Así lo dijo con tanta certeza Alberto Cortez. Se nos ha ido el gran cubano Pedro Yanes a los 95 años. Un amigo entrañable que todo el mundo literario de Nueva York conocía desde 1960 cuando empezó a trabajar en la librería Las Américas, de la cual llegó a ser dueño en 1979.
Desde estas líneas quiero compartir lo que fue Pedro Yanes para un grupo de profesoras universitarias como yo en Nueva York. Lo que es tener a alguien siempre a tu lado, compartiendo. Ni un padre, ni una madre necesariamente hace esto. Reprochan, reclaman, educan, comentan. Pedro Yanes no hacía eso. Siempre nos animaba -y yo sé que no solamente a mí- sino a todo el mundo en su entorno. Reunía y conectaba a las personas, insistía en que ayudáramos a fulano o a mengana. A Pedro no se le podía decir que No.
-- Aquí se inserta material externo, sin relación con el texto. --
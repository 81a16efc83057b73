//! HTTP handlers for distributor management

use axum::{
    extract::{Path, State},
    http::StatusCode,
    Json,
};
use uuid::Uuid;

use crate::error::AppResult;
use crate::handlers::require_admin;
use crate::middleware::CurrentUser;
use crate::services::distributors::{
    CreateDistributorInput, Distributor, DistributorService, UpdateDistributorInput,
};
use crate::AppState;

/// Onboard a new distributor (admin only)
pub async fn create_distributor(
    State(state): State<AppState>,
    current_user: CurrentUser,
    Json(input): Json<CreateDistributorInput>,
) -> AppResult<(StatusCode, Json<Distributor>)> {
    require_admin(&current_user)?;
    let service = DistributorService::new(state.db);
    let distributor = service.create(input).await?;
    Ok((StatusCode::CREATED, Json(distributor)))
}

/// List all distributors (admin only)
pub async fn list_distributors(
    State(state): State<AppState>,
    current_user: CurrentUser,
) -> AppResult<Json<Vec<Distributor>>> {
    require_admin(&current_user)?;
    let service = DistributorService::new(state.db);
    let distributors = service.list().await?;
    Ok(Json(distributors))
}

/// Fetch one distributor (admin only)
pub async fn get_distributor(
    State(state): State<AppState>,
    current_user: CurrentUser,
    Path(distributor_id): Path<Uuid>,
) -> AppResult<Json<Distributor>> {
    require_admin(&current_user)?;
    let service = DistributorService::new(state.db);
    let distributor = service.get(distributor_id).await?;
    Ok(Json(distributor))
}

/// Update a distributor profile (admin only)
pub async fn update_distributor(
    State(state): State<AppState>,
    current_user: CurrentUser,
    Path(distributor_id): Path<Uuid>,
    Json(input): Json<UpdateDistributorInput>,
) -> AppResult<Json<Distributor>> {
    require_admin(&current_user)?;
    let service = DistributorService::new(state.db);
    let distributor = service.update(distributor_id, input).await?;
    Ok(Json(distributor))
}
//! HTTP handlers for orders

use axum::{
    extract::{Path, State},
    http::StatusCode,
    Json,
};
use serde::Deserialize;
use uuid::Uuid;

use crate::error::AppResult;
use crate::handlers::{ownership, resolve_distributor};
use crate::middleware::CurrentUser;
use crate::services::orders::{
    CreateOrderInput, OrderService, OrderWithItems, UpdateOrderInput,
};
use crate::AppState;
use shared::models::Role;

#[derive(Debug, Deserialize)]
pub struct CreateOrderRequest {
    /// Admins must name the selling distributor; distributors own implicitly
    pub distributor_id: Option<Uuid>,
    #[serde(flatten)]
    pub order: CreateOrderInput,
}

/// Create an order
pub async fn create_order(
    State(state): State<AppState>,
    current_user: CurrentUser,
    Json(body): Json<CreateOrderRequest>,
) -> AppResult<(StatusCode, Json<OrderWithItems>)> {
    let distributor_id = resolve_distributor(&state, &current_user, body.distributor_id).await?;
    let service = OrderService::new(state.db);
    let order = service.create(distributor_id, body.order).await?;
    Ok((StatusCode::CREATED, Json(order)))
}

/// List orders: admins see all, distributors their own
pub async fn list_orders(
    State(state): State<AppState>,
    current_user: CurrentUser,
) -> AppResult<Json<Vec<OrderWithItems>>> {
    let service = OrderService::new(state.db.clone());
    let orders = match current_user.0.role {
        Role::Admin => service.list_all().await?,
        _ => {
            let distributor_id = resolve_distributor(&state, &current_user, None).await?;
            service.list_for_distributor(distributor_id).await?
        }
    };
    Ok(Json(orders))
}

/// Fetch one order with lines
pub async fn get_order(
    State(state): State<AppState>,
    current_user: CurrentUser,
    Path(order_id): Path<Uuid>,
) -> AppResult<Json<OrderWithItems>> {
    let owner = ownership(&state, &current_user).await?;
    let service = OrderService::new(state.db);
    let order = service.get(order_id).await?;
    if let Some(distributor_id) = owner {
        if order.order.distributor_id != distributor_id {
            return Err(crate::error::AppError::InsufficientPermissions);
        }
    }
    Ok(Json(order))
}

/// Update payment state and comments
pub async fn update_order(
    State(state): State<AppState>,
    current_user: CurrentUser,
    Path(order_id): Path<Uuid>,
    Json(input): Json<UpdateOrderInput>,
) -> AppResult<Json<OrderWithItems>> {
    let owner = ownership(&state, &current_user).await?;
    let service = OrderService::new(state.db);
    let order = service.update(order_id, owner, input).await?;
    Ok(Json(order))
}

/// Delete an order
pub async fn delete_order(
    State(state): State<AppState>,
    current_user: CurrentUser,
    Path(order_id): Path<Uuid>,
) -> AppResult<StatusCode> {
    let owner = ownership(&state, &current_user).await?;
    let service = OrderService::new(state.db);
    service.delete(order_id, owner).await?;
    Ok(StatusCode::NO_CONTENT)
}
//! Business logic services for the Distribution Management Platform

pub mod auth;
pub mod dashboard;
pub mod distributors;
pub mod inventory;
pub mod orders;
pub mod pricing;
pub mod products;
pub mod referrers;
pub mod supermarkets;

pub use auth::AuthService;
pub use dashboard::DashboardService;
pub use distributors::DistributorService;
pub use inventory::InventoryService;
pub use orders::OrderService;
pub use pricing::PricingService;
pub use products::ProductService;
pub use referrers::ReferrerService;
pub use supermarkets::SupermarketService;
Una persona de detalles, que nunca se olvidaba de mandar tarjetas de felicitación para celebrar cualquier evento, firmadas a mano por él... o cuando iba a recoger a algún amigo o amiga en el aeropuerto. Nadie hace eso hoy en día... Pedro sí, ¡y lo hizo por muchos años! Y a cuántas personas hospedaba en su casa con su siempre adorada compañera, su elegante y tolerante esposa María Cristina Álvarez, quien “compartía” a Pedro tan generosamente con tantas amigas... cada una convencida de que ella era la más especial y apreciada por Pedro.
Nueva York con Pedro: cenas, teatros, tertulias. En Las Américas con García Marquez, Carlos Fuentes, Julio Cortázar, Montes Huidobro, Heberto Padilla, Severo Sarduy, Francisco Ayala, Juan Goytisolo. y muchos otros.
En Miami con Pedro -visitas a su casa en Key Biscayne y luego en su apartamento frente al mar... Cuando me visitaba en Boynton Beach para verme actuar en mis shows... Giras con Gloria Leal por Miami para mostrarnos las nuevas maravillas arquitectónicas.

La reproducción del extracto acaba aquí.